The R240 does not support NVMe drives at any chassis configuration. The platform's PCIe lane budget cannot accommodate an NVMe backplane, and the 2-Bay Cabled chassis has no flex-bay or NVMe-capable variant. If your workload requires NVMe, the R440 10-Bay 2.5" with the four-bay NVMe hybrid backplane is the next platform up, or the R250 / R260 successors in current production.
Storage Controllers
The R240 supports a reduced PERC controller lineup versus the dual-socket 14th gen platforms; the H740P and the H730 family that appear on R640 / R740 are not in scope on this chassis. Confirm exact controller part number at quote time. At the 2-bay configuration the controller choice is narrower than on the 4-bay because RAID 5 / 6 are not available (those layouts need 3+ drives), so the controller decision reduces to RAID 1 capability plus boot support.
- PERC H330 (12 Gb/s SAS, no cache): our default recommendation for the 2-Bay Cabled. Supports RAID 1 and RAID 0; no battery-backed write cache, which is acceptable at this configuration because RAID 1 has no parity-write penalty (a write to a RAID 1 mirror is just two parallel writes, not the read-modify-write cycle that makes RAID 5 / 6 want a cache). The H330 covers the practical RAID layouts available at 2 bays at the lowest controller cost.
- PERC H730P (12 Gb/s SAS, 2 GB cache, battery-backed): available for builds that want battery-backed write cache for marginal performance gain on cached writes, or for builds where the customer expects to upgrade to a 4-bay chassis later and wants the controller to carry forward. On a 2-bay RAID 1 build the practical performance delta versus the H330 is small because the cache is most useful on parity layouts; we quote H730P here when the customer specifically asks for it or when the workload has bursty write patterns where the cache absorbs short spikes.
- HBA330 (12 Gb/s SAS pass-through HBA): the right call for software-defined storage roles where the host handles redundancy: TrueNAS / FreeNAS, ZFS pools on Proxmox or Solaris derivatives, Ceph storage nodes (though a 2-Bay R240 is rarely the right scale for Ceph), or any role where each drive is presented to the OS separately. On a 2-bay chassis with two drives this is most often a ZFS mirror or a single-disk-plus-spare configuration on a Linux or BSD host.
- PERC S140 (software RAID via chipset): we generally avoid it for production. CPU overhead is real on a single-socket Xeon E platform where every core matters, recovery tooling is weaker, and boot-time support is OS-version-dependent in ways that make field troubleshooting harder. Acceptable for development hosts and lab gear; not our quote-time default.

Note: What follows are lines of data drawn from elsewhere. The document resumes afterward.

//! 章节构建与覆盖度裁决模块
//!
//! 把目录条目或书脊顺序转换为最终的章节序列。目录对书脊内容文件的
//! 覆盖度不足时，整体退回书脊顺序(标题从文件内容推断)。

use std::collections::HashSet;
use std::path::{Path, PathBuf};

use crate::chapter::{fragment, title, Chapter};
use crate::epub::error::{EpubError, Result};
use crate::epub::opf::Opf;
use crate::epub::{container, toc};

/// 最终章节序列的来源
#[derive(Debug, Clone, Copy, PartialEq, Eq)]
pub enum ChapterSource {
    /// 目录(导航文档或NCX)
    Toc,
    /// 书脊声明顺序
    Spine,
}

/// 结构解析的完整结果
#[derive(Debug)]
pub struct ChapterPlan {
    /// 章节相对路径的解析基准目录
    pub base_dir: PathBuf,
    /// 最终章节序列(order从1开始连续)
    pub chapters: Vec<Chapter>,
    /// 序列来源
    pub source: ChapterSource,
    /// 目录条目总数(用于诊断输出)
    pub toc_entry_count: usize,
    /// 触发书脊回退时观察到的覆盖情况(目录文件数, 书脊文件数)
    pub coverage: Option<(usize, usize)>,
}

/// 解析EPUB的章节结构
///
/// 流程：定位OPF → 提取目录与书脊 → 覆盖度裁决 → 锚点范围解析。
///
/// # 参数
/// * `root` - 解压后的EPUB根目录
/// * `coverage_threshold` - 覆盖度阈值(默认0.5)，目录引用的文件数
///   严格小于`阈值 × 书脊文件数`时放弃目录
///
/// # 返回值
/// * `Result<ChapterPlan>` - 目录和书脊都无法产出章节时返回`NoContent`
pub fn resolve_chapters(root: &Path, coverage_threshold: f64) -> Result<ChapterPlan> {
    let opf_path = container::locate(root);
    let opf = opf_path.as_deref().map(Opf::load).unwrap_or_default();
    let opf_dir = opf_path
        .as_deref()
        .and_then(Path::parent)
        .map(Path::to_path_buf)
        .unwrap_or_else(|| root.to_path_buf());

    let toc = toc::extract(&opf_dir, &opf);
    let spine_files = opf.reading_order();

    let toc_entry_count = toc.as_ref().map(|t| t.entries.len()).unwrap_or(0);
    let mut coverage = None;
    let mut use_spine = toc.is_none();

    let mut base_dir = opf_dir.clone();
    let mut chapters = Vec::new();

    if let Some(toc) = &toc {
        chapters = build_from_toc(toc);
        base_dir = toc.base_dir.clone();

        // 覆盖度裁决：目录引用的物理文件不足书脊的一半时视为不可靠
        let toc_files = distinct_files(chapters.iter().map(|ch| ch.path.clone()));
        let spine_resolved = distinct_files(
            spine_files.iter().map(|sf| opf_dir.join(sf)).filter(|p| p.exists()),
        );
        if !spine_resolved.is_empty()
            && (toc_files.len() as f64) < (spine_resolved.len() as f64) * coverage_threshold
        {
            coverage = Some((toc_files.len(), spine_resolved.len()));
            use_spine = true;
        }
    }

    if use_spine {
        base_dir = opf_dir.clone();
        chapters = build_from_spine(&opf_dir, &spine_files);
        if chapters.is_empty() {
            return Err(EpubError::NoContent);
        }
    }

    if chapters.is_empty() {
        return Err(EpubError::NoContent);
    }

    // 丢弃无效候选后重新编号，保证最终顺序从1开始连续
    for (i, chapter) in chapters.iter_mut().enumerate() {
        chapter.order = i + 1;
    }

    fragment::resolve(&mut chapters);

    Ok(ChapterPlan {
        base_dir,
        chapters,
        source: if use_spine { ChapterSource::Spine } else { ChapterSource::Toc },
        toc_entry_count,
        coverage,
    })
}

/// 从目录条目构建候选章节
///
/// 只保留HTML类目标且文件实际存在的条目，其余静默丢弃。
fn build_from_toc(toc: &toc::Toc) -> Vec<Chapter> {
    let mut chapters = Vec::new();
    for (i, entry) in toc.entries.iter().enumerate() {
        if !is_html_path(&entry.source) {
            continue;
        }
        let path = toc.base_dir.join(&entry.source);
        if !path.exists() {
            continue;
        }
        chapters.push(Chapter::new(
            i + 1,
            entry.title.clone(),
            entry.source.clone(),
            entry.fragment.clone(),
            path,
        ));
    }
    chapters
}

/// 从书脊顺序构建章节，标题从文件内容推断
fn build_from_spine(spine_dir: &Path, spine_files: &[String]) -> Vec<Chapter> {
    let mut chapters = Vec::new();
    for (i, src) in spine_files.iter().enumerate() {
        let path = spine_dir.join(src);
        if !path.exists() {
            continue;
        }
        chapters.push(Chapter::new(
            i + 1,
            title::infer(&path),
            src.clone(),
            None,
            path,
        ));
    }
    chapters
}

/// 目标文件是否为HTML类文档
fn is_html_path(src: &str) -> bool {
    src.ends_with(".xhtml") || src.ends_with(".html") || src.ends_with(".htm")
}

/// 把路径集合归一化去重，符号链接等通过canonicalize折叠
fn distinct_files<I: IntoIterator<Item = PathBuf>>(paths: I) -> HashSet<PathBuf> {
    paths
        .into_iter()
        .map(|p| std::fs::canonicalize(&p).unwrap_or(p))
        .collect()
}

#[cfg(test)]
mod tests {
    use super::*;
    use std::fs;

    /// 搭建一个最小的解压后EPUB目录
    ///
    /// `toc_targets`是NCX引用的文件，`spine_targets`是书脊引用的文件，
    /// 两者都会被写入磁盘(除非出现在`missing`中)。
    fn build_fixture(
        root: &Path,
        toc_targets: &[(&str, &str)],
        spine_targets: &[&str],
        missing: &[&str],
    ) {
        fs::create_dir_all(root.join("META-INF")).unwrap();
        fs::create_dir_all(root.join("OEBPS")).unwrap();

        fs::write(
            root.join("META-INF/container.xml"),
            r#"<container xmlns="urn:oasis:names:tc:opendocument:xmlns:container">
<rootfiles><rootfile full-path="OEBPS/content.opf" media-type="application/oebps-package+xml"/></rootfiles>
</container>"#,
        )
        .unwrap();

        let mut manifest = String::new();
        let mut spine = String::new();
        for (i, target) in spine_targets.iter().enumerate() {
            manifest.push_str(&format!(
                r#"<item id="c{}" href="{}" media-type="application/xhtml+xml"/>"#,
                i, target
            ));
            spine.push_str(&format!(r#"<itemref idref="c{}"/>"#, i));
        }
        if !toc_targets.is_empty() {
            manifest.push_str(r#"<item id="ncx" href="toc.ncx" media-type="application/x-dtbncx+xml"/>"#);
        }

        fs::write(
            root.join("OEBPS/content.opf"),
            format!(
                r#"<package xmlns="http://www.idpf.org/2007/opf" version="3.0">
<manifest>{}</manifest>
<spine{}>{}</spine>
</package>"#,
                manifest,
                if toc_targets.is_empty() { "" } else { r#" toc="ncx""# },
                spine
            ),
        )
        .unwrap();

        if !toc_targets.is_empty() {
            let mut nav_points = String::new();
            for (i, (label, src)) in toc_targets.iter().enumerate() {
                nav_points.push_str(&format!(
                    r#"<navPoint id="np{}"><navLabel><text>{}</text></navLabel><content src="{}"/></navPoint>"#,
                    i, label, src
                ));
            }
            fs::write(
                root.join("OEBPS/toc.ncx"),
                format!(
                    r#"<ncx xmlns="http://www.daisy.org/z3986/2005/ncx/"><navMap>{}</navMap></ncx>"#,
                    nav_points
                ),
            )
            .unwrap();
        }

        let mut written = HashSet::new();
        for target in spine_targets.iter().copied()
            .chain(toc_targets.iter().map(|(_, src)| src.split('#').next().unwrap()))
        {
            if missing.contains(&target) || !written.insert(target.to_string()) {
                continue;
            }
            let path = root.join("OEBPS").join(target);
            if let Some(parent) = path.parent() {
                fs::create_dir_all(parent).unwrap();
            }
            fs::write(
                &path,
                format!("<html><body><h1>{}的标题</h1><p>内容</p></body></html>", target),
            )
            .unwrap();
        }
    }

    #[test]
    fn test_toc_chapters_in_toc_order() {
        let dir = tempfile::tempdir().unwrap();
        build_fixture(
            dir.path(),
            &[("第一章", "ch1.xhtml"), ("第二章", "ch2.xhtml")],
            &["ch1.xhtml", "ch2.xhtml"],
            &[],
        );

        let plan = resolve_chapters(dir.path(), 0.5).unwrap();
        assert_eq!(plan.source, ChapterSource::Toc);
        assert_eq!(plan.toc_entry_count, 2);
        let titles: Vec<&str> = plan.chapters.iter().map(|c| c.title.as_str()).collect();
        assert_eq!(titles, vec!["第一章", "第二章"]);
    }

    #[test]
    fn test_low_coverage_falls_back_to_spine() {
        // 目录只列2个文件，书脊有10个：0.2 < 0.5触发回退
        let dir = tempfile::tempdir().unwrap();
        let spine: Vec<String> = (0..10).map(|i| format!("ch{}.xhtml", i)).collect();
        let spine_refs: Vec<&str> = spine.iter().map(String::as_str).collect();
        build_fixture(
            dir.path(),
            &[("第一章", "ch0.xhtml"), ("第二章", "ch1.xhtml")],
            &spine_refs,
            &[],
        );

        let plan = resolve_chapters(dir.path(), 0.5).unwrap();
        assert_eq!(plan.source, ChapterSource::Spine);
        assert_eq!(plan.coverage, Some((2, 10)));
        assert_eq!(plan.chapters.len(), 10);
        // 书脊回退时标题从文件内容推断
        assert_eq!(plan.chapters[0].title, "ch0.xhtml的标题");
        // 保持书脊声明顺序
        assert_eq!(plan.chapters[9].src, "ch9.xhtml");
    }

    #[test]
    fn test_exact_half_coverage_keeps_toc() {
        // 边界情况：T == 0.5·S不触发回退(严格小于)
        let dir = tempfile::tempdir().unwrap();
        let spine: Vec<String> = (0..10).map(|i| format!("ch{}.xhtml", i)).collect();
        let spine_refs: Vec<&str> = spine.iter().map(String::as_str).collect();
        build_fixture(
            dir.path(),
            &[
                ("一", "ch0.xhtml"),
                ("二", "ch1.xhtml"),
                ("三", "ch2.xhtml"),
                ("四", "ch3.xhtml"),
                ("五", "ch4.xhtml"),
            ],
            &spine_refs,
            &[],
        );

        let plan = resolve_chapters(dir.path(), 0.5).unwrap();
        assert_eq!(plan.source, ChapterSource::Toc);
        assert_eq!(plan.coverage, None);
    }

    #[test]
    fn test_no_toc_uses_spine() {
        let dir = tempfile::tempdir().unwrap();
        build_fixture(dir.path(), &[], &["ch1.xhtml", "ch2.xhtml"], &[]);

        let plan = resolve_chapters(dir.path(), 0.5).unwrap();
        assert_eq!(plan.source, ChapterSource::Spine);
        assert_eq!(plan.toc_entry_count, 0);
        assert_eq!(plan.chapters.len(), 2);
    }

    #[test]
    fn test_no_toc_no_spine_is_fatal() {
        let dir = tempfile::tempdir().unwrap();
        assert!(matches!(
            resolve_chapters(dir.path(), 0.5),
            Err(EpubError::NoContent)
        ));
    }

    #[test]
    fn test_missing_target_dropped_and_renumbered() {
        // 中间的目标文件缺失：条目被静默丢弃，顺序重新编号保持连续
        let dir = tempfile::tempdir().unwrap();
        build_fixture(
            dir.path(),
            &[
                ("一", "ch1.xhtml"),
                ("二", "ch2.xhtml"),
                ("三", "ch3.xhtml"),
            ],
            &["ch1.xhtml", "ch2.xhtml", "ch3.xhtml"],
            &["ch2.xhtml"],
        );

        let plan = resolve_chapters(dir.path(), 0.5).unwrap();
        let orders: Vec<usize> = plan.chapters.iter().map(|c| c.order).collect();
        assert_eq!(orders, vec![1, 2]);
        assert_eq!(plan.chapters[1].src, "ch3.xhtml");
    }

    #[test]
    fn test_non_html_toc_targets_skipped() {
        let dir = tempfile::tempdir().unwrap();
        build_fixture(
            dir.path(),
            &[("图片", "cover.jpg"), ("正文", "ch1.xhtml")],
            &["ch1.xhtml"],
            &[],
        );
        // cover.jpg不是HTML路径，对应条目被丢弃
        let plan = resolve_chapters(dir.path(), 0.5).unwrap();
        assert_eq!(plan.chapters.len(), 1);
        assert_eq!(plan.chapters[0].src, "ch1.xhtml");
    }

    #[test]
    fn test_shared_file_fragments_resolved() {
        // 一个物理文件包含三个章节锚点
        let dir = tempfile::tempdir().unwrap();
        build_fixture(
            dir.path(),
            &[
                ("一", "all.xhtml#part1"),
                ("二", "all.xhtml#part2"),
                ("三", "all.xhtml#part3"),
            ],
            &["all.xhtml"],
            &[],
        );

        let plan = resolve_chapters(dir.path(), 0.5).unwrap();
        assert_eq!(plan.chapters.len(), 3);
        assert_eq!(plan.chapters[0].start_id, Some("part1".to_string()));
        assert_eq!(plan.chapters[0].end_id, Some("part2".to_string()));
        assert_eq!(plan.chapters[2].start_id, Some("part3".to_string()));
        assert_eq!(plan.chapters[2].end_id, None);
    }
}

Confirm controller SKU at quote time; secondary-market R240 units often arrive with a controller already installed from prior deployment, and our configurator validates compatibility with the requested drives and bay count before the unit goes into burn-in.
Processors
The R240 takes a single Intel Xeon E processor on socket LGA 1151. Two CPU generations are drop-in compatible:
- Intel Xeon E-2100 series (Coffee Lake, 14 nm, 2018): 4-core or 6-core options at 71W or 80W TDP. Workhorse SKUs include the E-2124 (4C/4T, 3.3 GHz base / 4.3 GHz turbo, 71W, no Hyper-Threading, the most cost-minimized Xeon option), the E-2134 (4C/8T, 3.5 GHz, 71W), the E-2146G (6C/12T, 3.5 GHz, 80W), and the E-2186G (6C/12T, 3.8 GHz, 95W, the top-bin E-2100 part).
- Intel Xeon E-2200 series (Coffee Lake Refresh, 14 nm, 2019): 4-core to 8-core options at 71W to 95W TDP. Workhorse SKUs include the E-2224 (4C/4T, 3.4 GHz / 4.6 GHz turbo, 71W, no HT), the E-2236 (6C/12T, 3.4 GHz, 80W), and the top-of-platform E-2288G (8C/16T, 3.7 GHz / 5.0 GHz turbo, 95W).
The platform also accepts Intel Pentium Gold, Core i3, and Celeron parts at Dell's option for the most cost-minimized configurations. We do not configure consumer parts for production work: the support story for them through Dell's PowerEdge channel is weaker and they sit below the Xeon E feature line. Note also that on the R240, integrated graphics are disabled regardless of CPU; video is handled by the Matrox G200 in the iDRAC9. For any production R240 we configure a Xeon E exclusively.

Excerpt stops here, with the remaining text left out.